The rising rates make things difficult even for students already staying in PGs. “I was paying Rs 5,000 for a room for two in Mukherjee Nagar. But I had to shift as my PG-provider hiked rent by Rs 600 and will now charge separately for meals,” says Neha Singh, a second-year BBA student.
Mukherjee Nagar is not the only area where rents have shot up. The situation is the same in Kamla Nagar, Vijay Nagar, Roop Nagar and Shakti Nagar — all places close to campus and, therefore, popular with students seeking places to stay. There are luxury-rooms at Petals in Shakti Nagar and White House at Malka Ganj where rates vary. If you’re willing to share a room with two others you pay Rs 10,000 in a month; a double-room is for Rs 12,500 and a single comes for Rs 15,000. These cover meals and stay. The students have the use of common rooms with refrigerators, LCD TVs and microwaves and of the gymnasium. Add-ons include attached baths, AC and internet.

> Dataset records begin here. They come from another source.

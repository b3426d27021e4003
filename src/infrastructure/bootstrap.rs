use std::sync::Arc;

use tracing::{error, info};

use crate::application::use_cases::contact_import::ContactImportService;
use crate::domain::error::{AppError, Result};
use crate::infrastructure::config::{AppSettings, ConfigService};
use crate::infrastructure::db::SqliteRecordStore;

/// Wire a ready-to-use import service on top of the SQLite store
pub async fn bootstrap(settings: &AppSettings) -> Result<ContactImportService> {
    crate::init_tracing();

    settings.import.check().map_err(|err| {
        error!(error = %err, "Invalid import configuration");
        AppError::ConfigError(err)
    })?;

    let store = SqliteRecordStore::connect(&settings.database_url)
        .await
        .map_err(|err| {
            error!(error = %err, database_url = %settings.database_url, "Failed to open contact store");
            err
        })?;

    info!(
        database_url = %settings.database_url,
        batch_size = settings.import.batch_size,
        "Contact import service ready"
    );

    Ok(ContactImportService::new(
        Arc::new(store),
        settings.import.clone(),
    ))
}

/// Load settings from `.env`, `callboard.toml` and the environment, then bootstrap
pub async fn bootstrap_from_env() -> Result<ContactImportService> {
    let settings = ConfigService::new().load()?;
    bootstrap(&settings).await
}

However, at non-luxury accommodations, prices range from Rs 9,000 to 12,000 but with these deals you get nothing more than a room with a water-cooler and food which is typically vegetarian. Lentils, rice, veggies and five rotis (with ghee) make a standard PG meal. Guests are welcome, but only till the common rooms.
At Chitra Kashyap’s PG in Jawahar Nagar, internet has become an “add-on” from this year. “For an AC room, I am paying Rs 9,000 but for internet, I have to pay Rs 500 extra from this year. But there are only three computers in the common room for all four floors and half the time they are occupied,” she says. The rising costs have prompted some students to try finding rooms in college hostels. Komal, a second-year botany (H) student, recently moved to the girls’ hostel at Hindu from a PG because of the hike and reduced facilities.
The increase in prices of cooking gas and electricity and the water-crisis have prompted owners to hike rates, says a PG-owner from Roop Nagar. Owners prefer to cut down on the number of facilities offered as part of the main rent rather than raising the rent itself.
“We charged Rs 10,000 per student till last year and provided students with all the facilities such as internet, food and air-conditioning. This year we are charging Rs 8,000 but from now students will have to pay Rs 1,500 extra for air-conditioning and for internet, we’ll charge according to the use,” says PG-owner Jagdish Prasad.